### TASK INPUT
──────

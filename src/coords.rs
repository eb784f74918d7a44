//! Coordinate side-channel protocol.
//!
//! Two comma-separated text messages travel over the side channel:
//!
//! - `coords,<x>,<y>`: ground truth, origin -> tracker, once per frame.
//! - `calculated,<realX>,<realY>,<detX>,<detY>`: tracker -> origin, on the
//!   tracker's own timer.
//!
//! Loss tolerance: malformed messages are dropped by the receivers and
//! nothing is retried. Every tick carries fresh state, so a dropped message
//! is superseded rather than corrected.

use anyhow::{anyhow, bail, Context, Result};
use std::str::FromStr;
use std::sync::atomic::{AtomicBool, Ordering};
use std::sync::{Arc, Mutex};
use std::thread::JoinHandle;
use std::time::{Duration, Instant};

use crate::detect::{DetectionSlot, Point};

pub const TAG_REAL: &str = "coords";
pub const TAG_CALCULATED: &str = "calculated";

/// Default tracker report period.
pub const DEFAULT_REPORT_INTERVAL: Duration = Duration::from_millis(33);

// ----------------------------------------------------------------------------
// Wire format
// ----------------------------------------------------------------------------

#[derive(Clone, Copy, Debug, PartialEq, Eq)]
pub enum CoordinateMessage {
    /// Ground truth from the origin.
    Real { x: i32, y: i32 },
    /// Tracker report: the ground truth it last received plus its detection.
    Calculated { real: Point, detected: Point },
}

impl CoordinateMessage {
    pub fn encode(&self) -> String {
        match self {
            CoordinateMessage::Real { x, y } => format!("{},{},{}", TAG_REAL, x, y),
            CoordinateMessage::Calculated { real, detected } => format!(
                "{},{},{},{},{}",
                TAG_CALCULATED, real.x, real.y, detected.x, detected.y
            ),
        }
    }

    /// Parse one message.
    ///
    /// Fields are trimmed before parsing, so `calculated,1,2,3, 4` is
    /// accepted. Unknown tags, a wrong field count or a non-integer field
    /// are errors.
    pub fn parse(text: &str) -> Result<Self> {
        let fields: Vec<&str> = text.split(',').map(str::trim).collect();
        let (tag, values) = fields
            .split_first()
            .ok_or_else(|| anyhow!("empty coordinate message"))?;
        match *tag {
            TAG_REAL => {
                let [x, y] = parse_fields::<2>(tag, values)?;
                Ok(CoordinateMessage::Real { x, y })
            }
            TAG_CALCULATED => {
                let [rx, ry, dx, dy] = parse_fields::<4>(tag, values)?;
                Ok(CoordinateMessage::Calculated {
                    real: Point::new(rx, ry),
                    detected: Point::new(dx, dy),
                })
            }
            other => bail!("unknown coordinate message tag '{}'", other),
        }
    }
}

impl FromStr for CoordinateMessage {
    type Err = anyhow::Error;

    fn from_str(s: &str) -> Result<Self> {
        Self::parse(s)
    }
}

impl std::fmt::Display for CoordinateMessage {
    fn fmt(&self, f: &mut std::fmt::Formatter<'_>) -> std::fmt::Result {
        f.write_str(&self.encode())
    }
}

fn parse_fields<const N: usize>(tag: &str, values: &[&str]) -> Result<[i32; N]> {
    if values.len() != N {
        bail!(
            "'{}' message needs {} fields, got {}",
            tag,
            N,
            values.len()
        );
    }
    let mut out = [0i32; N];
    for (slot, raw) in out.iter_mut().zip(values) {
        *slot = raw
            .parse()
            .with_context(|| format!("'{}' field '{}' is not an integer", tag, raw))?;
    }
    Ok(out)
}

// ----------------------------------------------------------------------------
// Ground truth cache (tracker side)
// ----------------------------------------------------------------------------

/// Latest ground truth received by the tracker. Overwritten on every
/// `coords` message; starts at the origin.
#[derive(Clone, Debug, Default)]
pub struct GroundTruthCache {
    inner: Arc<Mutex<Point>>,
}

impl GroundTruthCache {
    pub fn new() -> Self {
        Self::default()
    }

    pub fn store(&self, point: Point) -> Result<()> {
        let mut guard = self
            .inner
            .lock()
            .map_err(|_| anyhow!("ground truth lock poisoned"))?;
        *guard = point;
        Ok(())
    }

    pub fn load(&self) -> Result<Point> {
        let guard = self
            .inner
            .lock()
            .map_err(|_| anyhow!("ground truth lock poisoned"))?;
        Ok(*guard)
    }

    /// Apply an inbound side-channel message. Returns `true` when the cache
    /// was updated; malformed and non-`coords` messages are dropped.
    pub fn apply_message(&self, text: &str) -> bool {
        match CoordinateMessage::parse(text) {
            Ok(CoordinateMessage::Real { x, y }) => match self.store(Point::new(x, y)) {
                Ok(()) => true,
                Err(err) => {
                    log::error!("ground truth not stored: {}", err);
                    false
                }
            },
            Ok(other) => {
                log::debug!("tracker ignoring message {:?}", other);
                false
            }
            Err(err) => {
                log::debug!("dropping malformed message {:?}: {}", text, err);
                false
            }
        }
    }
}

// ----------------------------------------------------------------------------
// Reporter (tracker side sender)
// ----------------------------------------------------------------------------

/// Anything that can carry a side-channel text message.
pub trait TextSink: Send + Sync {
    fn send_text(&self, text: &str) -> Result<()>;
}

impl<T: TextSink + ?Sized> TextSink for Arc<T> {
    fn send_text(&self, text: &str) -> Result<()> {
        (**self).send_text(text)
    }
}

/// Periodically sends `calculated` reports from its own thread.
///
/// The timer is independent of frame arrival and of detection progress; each
/// report pairs whatever ground truth and detection are current at send time.
pub struct CoordinateReporter {
    stop: Arc<AtomicBool>,
    handle: Option<JoinHandle<u64>>,
}

impl CoordinateReporter {
    pub fn spawn<S>(
        sink: S,
        truth: GroundTruthCache,
        slot: DetectionSlot,
        interval: Duration,
    ) -> Result<Self>
    where
        S: TextSink + 'static,
    {
        let stop = Arc::new(AtomicBool::new(false));
        let stop_thread = stop.clone();
        let handle = std::thread::Builder::new()
            .name("coord-reporter".into())
            .spawn(move || run_reporter(&sink, &truth, &slot, interval, &stop_thread))
            .context("failed to spawn coordinate reporter")?;
        Ok(Self {
            stop,
            handle: Some(handle),
        })
    }

    /// Stop the timer and join. Returns the number of reports sent.
    pub fn stop(mut self) -> Result<u64> {
        self.halt()
    }

    fn halt(&mut self) -> Result<u64> {
        self.stop.store(true, Ordering::SeqCst);
        match self.handle.take() {
            Some(handle) => handle
                .join()
                .map_err(|_| anyhow!("coordinate reporter thread panicked")),
            None => Ok(0),
        }
    }
}

impl Drop for CoordinateReporter {
    fn drop(&mut self) {
        if let Err(err) = self.halt() {
            log::error!("{}", err);
        }
    }
}

/// Build the report for the current state.
pub fn current_report(truth: &GroundTruthCache, slot: &DetectionSlot) -> Result<CoordinateMessage> {
    Ok(CoordinateMessage::Calculated {
        real: truth.load()?,
        detected: slot.snapshot()?,
    })
}

fn run_reporter(
    sink: &impl TextSink,
    truth: &GroundTruthCache,
    slot: &DetectionSlot,
    interval: Duration,
    stop: &AtomicBool,
) -> u64 {
    let mut sent = 0u64;
    while !stop.load(Ordering::SeqCst) {
        let started = Instant::now();
        match current_report(truth, slot) {
            Ok(report) => match sink.send_text(&report.encode()) {
                Ok(()) => sent += 1,
                Err(err) => log::debug!("report not sent: {}", err),
            },
            Err(err) => {
                log::error!("coordinate reporter stopping: {}", err);
                break;
            }
        }
        // Sleep in short slices so stop() is honoured promptly.
        while !stop.load(Ordering::SeqCst) {
            let elapsed = started.elapsed();
            if elapsed >= interval {
                break;
            }
            std::thread::sleep((interval - elapsed).min(Duration::from_millis(10)));
        }
    }
    sent
}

──────

### YOUR ASSIGNMENT
In the entries above, how many lines hold the word "halt"? Answer with the number only.

### EXERCISE OUTPUT
3